DATASET EXCERPTS:
▶
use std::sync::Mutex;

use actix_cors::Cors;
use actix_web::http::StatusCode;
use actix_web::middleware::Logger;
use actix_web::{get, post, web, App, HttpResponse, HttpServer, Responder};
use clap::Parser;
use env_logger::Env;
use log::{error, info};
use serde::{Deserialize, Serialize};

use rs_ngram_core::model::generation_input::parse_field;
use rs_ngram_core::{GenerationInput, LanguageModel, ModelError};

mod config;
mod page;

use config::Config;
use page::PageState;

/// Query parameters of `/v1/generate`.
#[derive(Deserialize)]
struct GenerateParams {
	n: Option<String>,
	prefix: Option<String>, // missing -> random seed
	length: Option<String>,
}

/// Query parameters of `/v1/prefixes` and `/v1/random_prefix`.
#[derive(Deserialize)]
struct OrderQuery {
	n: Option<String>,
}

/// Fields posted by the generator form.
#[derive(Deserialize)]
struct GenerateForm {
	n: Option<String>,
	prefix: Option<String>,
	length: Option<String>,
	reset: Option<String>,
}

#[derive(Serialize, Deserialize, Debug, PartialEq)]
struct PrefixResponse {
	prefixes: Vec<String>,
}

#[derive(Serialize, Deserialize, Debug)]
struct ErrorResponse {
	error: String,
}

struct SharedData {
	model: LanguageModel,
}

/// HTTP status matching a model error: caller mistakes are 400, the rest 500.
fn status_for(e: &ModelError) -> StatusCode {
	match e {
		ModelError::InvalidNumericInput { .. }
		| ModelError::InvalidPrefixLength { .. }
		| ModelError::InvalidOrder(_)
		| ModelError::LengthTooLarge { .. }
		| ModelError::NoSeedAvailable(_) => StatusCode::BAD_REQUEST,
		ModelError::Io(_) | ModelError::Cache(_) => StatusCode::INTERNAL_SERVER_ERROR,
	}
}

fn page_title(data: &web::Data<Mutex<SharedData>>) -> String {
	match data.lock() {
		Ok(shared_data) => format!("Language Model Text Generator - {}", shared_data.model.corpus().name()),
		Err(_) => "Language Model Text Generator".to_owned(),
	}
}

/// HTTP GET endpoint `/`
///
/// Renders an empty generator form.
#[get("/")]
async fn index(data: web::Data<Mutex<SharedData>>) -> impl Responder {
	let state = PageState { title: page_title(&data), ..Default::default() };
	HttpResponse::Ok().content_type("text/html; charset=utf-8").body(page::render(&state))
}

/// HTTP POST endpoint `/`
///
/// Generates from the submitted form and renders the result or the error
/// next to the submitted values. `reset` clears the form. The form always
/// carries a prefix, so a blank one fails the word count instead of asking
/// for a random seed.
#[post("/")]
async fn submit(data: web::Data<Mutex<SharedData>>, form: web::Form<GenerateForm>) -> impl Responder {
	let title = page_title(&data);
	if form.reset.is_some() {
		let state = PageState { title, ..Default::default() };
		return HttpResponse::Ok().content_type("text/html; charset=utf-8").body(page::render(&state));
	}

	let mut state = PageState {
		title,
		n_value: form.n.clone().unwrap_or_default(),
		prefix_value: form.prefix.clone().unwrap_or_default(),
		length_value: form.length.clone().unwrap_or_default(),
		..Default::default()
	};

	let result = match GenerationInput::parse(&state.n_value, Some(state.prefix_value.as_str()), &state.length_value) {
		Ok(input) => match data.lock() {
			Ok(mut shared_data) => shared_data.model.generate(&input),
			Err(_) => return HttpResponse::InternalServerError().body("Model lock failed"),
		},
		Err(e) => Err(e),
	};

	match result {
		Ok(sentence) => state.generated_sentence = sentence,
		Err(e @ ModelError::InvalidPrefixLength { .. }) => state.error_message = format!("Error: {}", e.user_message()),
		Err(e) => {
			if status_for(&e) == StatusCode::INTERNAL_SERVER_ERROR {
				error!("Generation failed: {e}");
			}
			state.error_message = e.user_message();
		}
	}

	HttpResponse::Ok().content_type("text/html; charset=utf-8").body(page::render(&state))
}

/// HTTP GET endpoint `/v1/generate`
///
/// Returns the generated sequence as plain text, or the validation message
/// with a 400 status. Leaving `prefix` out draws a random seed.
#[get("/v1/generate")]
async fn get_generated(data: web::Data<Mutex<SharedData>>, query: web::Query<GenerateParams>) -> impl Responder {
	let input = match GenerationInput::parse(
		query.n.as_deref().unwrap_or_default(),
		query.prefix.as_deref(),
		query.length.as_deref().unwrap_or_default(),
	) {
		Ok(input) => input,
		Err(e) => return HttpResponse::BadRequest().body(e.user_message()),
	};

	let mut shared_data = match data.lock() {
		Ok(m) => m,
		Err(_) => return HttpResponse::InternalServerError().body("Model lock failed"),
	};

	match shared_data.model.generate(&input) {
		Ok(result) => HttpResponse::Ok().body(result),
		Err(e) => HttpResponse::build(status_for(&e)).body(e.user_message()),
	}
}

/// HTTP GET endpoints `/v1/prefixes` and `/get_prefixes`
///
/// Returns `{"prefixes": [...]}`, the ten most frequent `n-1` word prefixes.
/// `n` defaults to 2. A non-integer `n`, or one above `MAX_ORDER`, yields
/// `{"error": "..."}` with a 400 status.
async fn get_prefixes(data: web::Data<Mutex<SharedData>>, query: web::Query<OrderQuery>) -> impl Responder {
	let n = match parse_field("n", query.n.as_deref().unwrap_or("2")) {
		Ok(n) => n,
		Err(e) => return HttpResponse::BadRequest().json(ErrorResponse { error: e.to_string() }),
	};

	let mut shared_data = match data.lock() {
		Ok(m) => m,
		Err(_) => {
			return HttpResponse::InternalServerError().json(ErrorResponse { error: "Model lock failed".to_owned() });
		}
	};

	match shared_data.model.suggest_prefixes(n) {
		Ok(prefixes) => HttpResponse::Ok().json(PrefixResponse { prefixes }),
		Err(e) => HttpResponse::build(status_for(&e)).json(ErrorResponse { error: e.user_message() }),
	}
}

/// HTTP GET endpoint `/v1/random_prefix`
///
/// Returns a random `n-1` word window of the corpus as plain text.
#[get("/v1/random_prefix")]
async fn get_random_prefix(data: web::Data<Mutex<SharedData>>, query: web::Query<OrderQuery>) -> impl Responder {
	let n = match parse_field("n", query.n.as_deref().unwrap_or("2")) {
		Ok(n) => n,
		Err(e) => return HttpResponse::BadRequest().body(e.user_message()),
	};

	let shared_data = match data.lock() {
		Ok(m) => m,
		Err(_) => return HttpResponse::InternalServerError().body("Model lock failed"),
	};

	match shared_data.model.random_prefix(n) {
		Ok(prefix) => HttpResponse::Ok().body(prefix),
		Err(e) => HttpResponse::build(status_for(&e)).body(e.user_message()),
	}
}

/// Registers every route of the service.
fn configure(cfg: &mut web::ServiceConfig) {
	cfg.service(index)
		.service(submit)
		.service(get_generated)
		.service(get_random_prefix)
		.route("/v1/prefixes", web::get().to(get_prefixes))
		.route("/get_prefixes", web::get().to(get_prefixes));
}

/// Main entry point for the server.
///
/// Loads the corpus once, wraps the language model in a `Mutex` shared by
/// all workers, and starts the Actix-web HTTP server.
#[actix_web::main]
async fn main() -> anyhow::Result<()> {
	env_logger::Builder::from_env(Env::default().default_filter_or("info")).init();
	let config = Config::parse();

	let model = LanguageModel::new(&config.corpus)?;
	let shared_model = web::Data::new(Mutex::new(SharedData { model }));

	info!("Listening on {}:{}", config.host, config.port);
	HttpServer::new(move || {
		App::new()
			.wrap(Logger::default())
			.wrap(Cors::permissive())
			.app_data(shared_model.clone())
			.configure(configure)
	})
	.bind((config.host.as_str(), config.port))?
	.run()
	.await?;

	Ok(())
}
◀
WHAT TO PRODUCE: Transcribe, exactly and without additions, the lines of the records above, beginning with the line that contains "cfg.service(index)" and ending with the line that contains "Loads the corpus", both included.

EXERCISE SOLUTION:
	cfg.service(index)
		.service(submit)
		.service(get_generated)
		.service(get_random_prefix)
		.route("/v1/prefixes", web::get().to(get_prefixes))
		.route("/get_prefixes", web::get().to(get_prefixes));
}

/// Main entry point for the server.
///
/// Loads the corpus once, wraps the language model in a `Mutex` shared by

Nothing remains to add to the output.